In this first letter, Greeley anxiously awaits the result of his Congressional maneuvering, which he hoped would mean the end of Lincoln’s political career.

•    April 19, 1864.  "Hear me for my cause. You promised me when here that I should receive your dispatches (in fact, at least earlier). It is now 10 minutes past 11, and I have not a line. Of the Associated Press report of Congress, we have a good part; but it tells me what was said for which I care little, and withholds what was done, for which I care a great deal….”

•    April 24, 1864. “Not hearing from you since I last wrote seven days since, I am obliged to make other arrangements with regard to my Tribune stock…”

Postwar.

By 1865, Greeley’s relationship with Wilkeson had soured.  The latter now worked for the New York Times.  But after Lincoln’s assassination, Greeley led an effort to secure for Mary Todd Lincoln a financial grant or pension, and he wrote Wilkeson arguing his case.
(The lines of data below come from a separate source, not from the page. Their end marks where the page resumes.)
//! Word vocabularies.
//!
//! Ids 0 and 1 are always `<s>` and `</s>`. A vocabulary either comes from
//! configuration (inline `i2w` or a `vocab_file`) and is frozen from the
//! start, or grows while the training corpus is read and is frozen after.

mod error;

use std::collections::HashMap;
use std::fs;
use std::path::Path;

pub use error::{Result, VocabError};

use crate::manifest::VocabConfig;

/// Word id type
pub type WordId = u32;

/// Sentence start
pub const SS: WordId = 0;
/// Sentence end
pub const ES: WordId = 1;

pub const SS_STR: &str = "<s>";
pub const ES_STR: &str = "</s>";
pub const UNK_STR: &str = "<unk>";

/// Bidirectional word/id mapping
#[derive(Debug, Clone, PartialEq)]
pub struct Vocab {
    i2w: Vec<String>,
    w2i: HashMap<String, WordId>,
    frozen: bool,
    unk_token: Option<WordId>,
}

impl Default for Vocab {
    fn default() -> Self {
        Self::new()
    }
}

impl Vocab {
    /// A growing vocabulary holding only the reserved words.
    pub fn new() -> Self {
        let mut vocab = Self {
            i2w: Vec::new(),
            w2i: HashMap::new(),
            frozen: false,
            unk_token: None,
        };
        vocab.push(SS_STR);
        vocab.push(ES_STR);
        vocab
    }

    /// Frozen vocabulary from a verbatim id-to-word list.
    pub fn from_i2w(words: &[String]) -> Result<Self> {
        if words.len() < 2 || words[0] != SS_STR || words[1] != ES_STR {
            return Err(VocabError::MissingReserved(
                words.iter().take(2).cloned().collect(),
            ));
        }
        let mut vocab = Self::new();
        for word in &words[2..] {
            if vocab.w2i.contains_key(word) {
                return Err(VocabError::DuplicateWord(word.clone()));
            }
            vocab.push(word);
        }
        vocab.finish_frozen();
        Ok(vocab)
    }

    /// Frozen vocabulary from a file with one word per line.
    ///
    /// Every line is an entry, blank ones included, so ids follow line
    /// numbers. The reserved words may not appear in the file.
    pub fn from_file(path: &Path) -> Result<Self> {
        let text = fs::read_to_string(path).map_err(|source| VocabError::Io {
            path: path.to_path_buf(),
            source,
        })?;
        let mut vocab = Self::new();
        for word in text.lines().map(str::trim) {
            if [SS_STR, ES_STR, UNK_STR].contains(&word) {
                return Err(VocabError::ReservedWord {
                    path: path.to_path_buf(),
                    word: word.to_string(),
                });
            }
            if vocab.w2i.contains_key(word) {
                return Err(VocabError::DuplicateWord(word.to_string()));
            }
            vocab.push(word);
        }
        vocab.finish_frozen();
        Ok(vocab)
    }

    /// Build from configuration, or a growing vocabulary when none is given.
    pub fn from_config(config: Option<&VocabConfig>) -> Result<Self> {
        match config {
            Some(VocabConfig {
                i2w: Some(words), ..
            }) => Self::from_i2w(words),
            Some(VocabConfig {
                vocab_file: Some(file),
                ..
            }) => Self::from_file(Path::new(file)),
            _ => Ok(Self::new()),
        }
    }

    fn push(&mut self, word: &str) -> WordId {
        let id = self.i2w.len() as WordId;
        self.i2w.push(word.to_string());
        self.w2i.insert(word.to_string(), id);
        id
    }

    fn finish_frozen(&mut self) {
        self.frozen = true;
        self.unk_token = self.w2i.get(UNK_STR).copied();
    }

    /// Id of `word`. Unknown words are added while growing and map to
    /// `<unk>` once frozen.
    pub fn convert(&mut self, word: &str) -> Result<WordId> {
        if let Some(&id) = self.w2i.get(word) {
            return Ok(id);
        }
        if !self.frozen {
            return Ok(self.push(word));
        }
        self.unk_token
            .ok_or_else(|| VocabError::UnknownWord(word.to_string()))
    }

    /// Id of `word` without growing.
    pub fn lookup(&self, word: &str) -> Option<WordId> {
        self.w2i.get(word).copied().or(self.unk_token)
    }

    pub fn freeze(&mut self) {
        self.frozen = true;
    }

    /// Choose the unknown-word token, adding it if needed.
    pub fn set_unk(&mut self, word: &str) -> Result<()> {
        if !self.frozen {
            return Err(VocabError::NotFrozen);
        }
        let id = match self.w2i.get(word) {
            Some(&id) => id,
            None => self.push(word),
        };
        self.unk_token = Some(id);
        Ok(())
    }

    pub fn word(&self, id: WordId) -> Option<&str> {
        self.i2w.get(id as usize).map(String::as_str)
    }

    pub fn words(&self) -> &[String] {
        &self.i2w
    }

    pub fn len(&self) -> usize {
        self.i2w.len()
    }

    pub fn is_empty(&self) -> bool {
        self.i2w.is_empty()
    }

    pub fn is_frozen(&self) -> bool {
        self.frozen
    }

    pub fn unk_token(&self) -> Option<WordId> {
        self.unk_token
    }
}

#[cfg(test)]
mod tests {
    use super::*;
    use tempfile::TempDir;

    fn strings(words: &[&str]) -> Vec<String> {
        words.iter().map(|w| w.to_string()).collect()
    }

    #[test]
    fn test_reserved_ids() {
        let v = Vocab::new();
        assert_eq!(v.word(SS), Some(SS_STR));
        assert_eq!(v.word(ES), Some(ES_STR));
        assert_eq!(v.len(), 2);
        assert!(!v.is_frozen());
    }

    #[test]
    fn test_growing_then_frozen() {
        let mut v = Vocab::new();
        assert_eq!(v.convert("neko").unwrap(), 2);
        assert_eq!(v.convert("inu").unwrap(), 3);
        assert_eq!(v.convert("neko").unwrap(), 2);
        v.freeze();
        assert!(matches!(v.convert("tori"), Err(VocabError::UnknownWord(_))));
        v.set_unk(UNK_STR).unwrap();
        assert_eq!(v.convert("tori").unwrap(), 4);
        assert_eq!(v.len(), 5);
    }

    #[test]
    fn test_set_unk_requires_frozen() {
        let mut v = Vocab::new();
        assert!(matches!(v.set_unk(UNK_STR), Err(VocabError::NotFrozen)));
    }

    #[test]
    fn test_from_i2w_is_verbatim() {
        let v = Vocab::from_i2w(&strings(&["<s>", "</s>", "<unk>", "a"])).unwrap();
        assert!(v.is_frozen());
        assert_eq!(v.unk_token(), Some(2));
        assert_eq!(v.lookup("a"), Some(3));
        assert_eq!(v.lookup("zzz"), Some(2));
    }

    #[test]
    fn test_from_i2w_requires_reserved_prefix() {
        assert!(matches!(
            Vocab::from_i2w(&strings(&["a", "b"])),
            Err(VocabError::MissingReserved(_))
        ));
    }

    #[test]
    fn test_from_file_prefixes_reserved() {
        let dir = TempDir::new().unwrap();
        let path = dir.path().join("vocab.txt");
        std::fs::write(&path, "the\ncat\n").unwrap();
        let v = Vocab::from_file(&path).unwrap();
        assert_eq!(v.words(), &strings(&["<s>", "</s>", "the", "cat"])[..]);
        assert!(v.is_frozen());
        assert_eq!(v.unk_token(), None);
    }

    #[test]
    fn test_from_file_rejects_reserved_words() {
        let dir = TempDir::new().unwrap();
        let path = dir.path().join("vocab.txt");
        std::fs::write(&path, "the\n</s>\n").unwrap();
        assert!(matches!(
            Vocab::from_file(&path),
            Err(VocabError::ReservedWord { .. })
        ));
    }

    #[test]
    fn test_from_file_rejects_unk() {
        let dir = TempDir::new().unwrap();
        let path = dir.path().join("vocab.txt");
        std::fs::write(&path, "the\n<unk>\n").unwrap();
        match Vocab::from_file(&path) {
            Err(VocabError::ReservedWord { word, .. }) => assert_eq!(word, UNK_STR),
            other => panic!("expected ReservedWord, got {other:?}"),
        }
    }

    #[test]
    fn test_from_file_keeps_blank_lines() {
        let dir = TempDir::new().unwrap();
        let path = dir.path().join("vocab.txt");
        std::fs::write(&path, "the\n\ncat\n").unwrap();
        let v = Vocab::from_file(&path).unwrap();
        assert_eq!(v.words(), &strings(&["<s>", "</s>", "the", "", "cat"])[..]);
        assert_eq!(v.lookup("cat"), Some(4));
    }

    #[test]
    fn test_from_config_without_vocab_grows() {
        let v = Vocab::from_config(None).unwrap();
        assert!(!v.is_frozen());
    }
}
•    May 14, 1865, with his views on Reconstruction in its earliest days.  "I know all you can say about the Lincolns, but they have a claim to his salary, and I don't want this to burden on the Treasury. The precedent would be bad. So let us raise the money, and say no more about it. So I know all about the malignity of the South, or rather at the South, and I am trying to disarm and dissipate it while the partisans and the demagogues are feeding it enduring vitality. If they win, we shall have a Corsican vendetta for a generation…”

The final four letters range from 1867-9 and relate to miscellaneous matters, including publication of his "The American Conflict: A History of the Great Rebellion in the United States."  There is one additional letter from May but undated otherwise.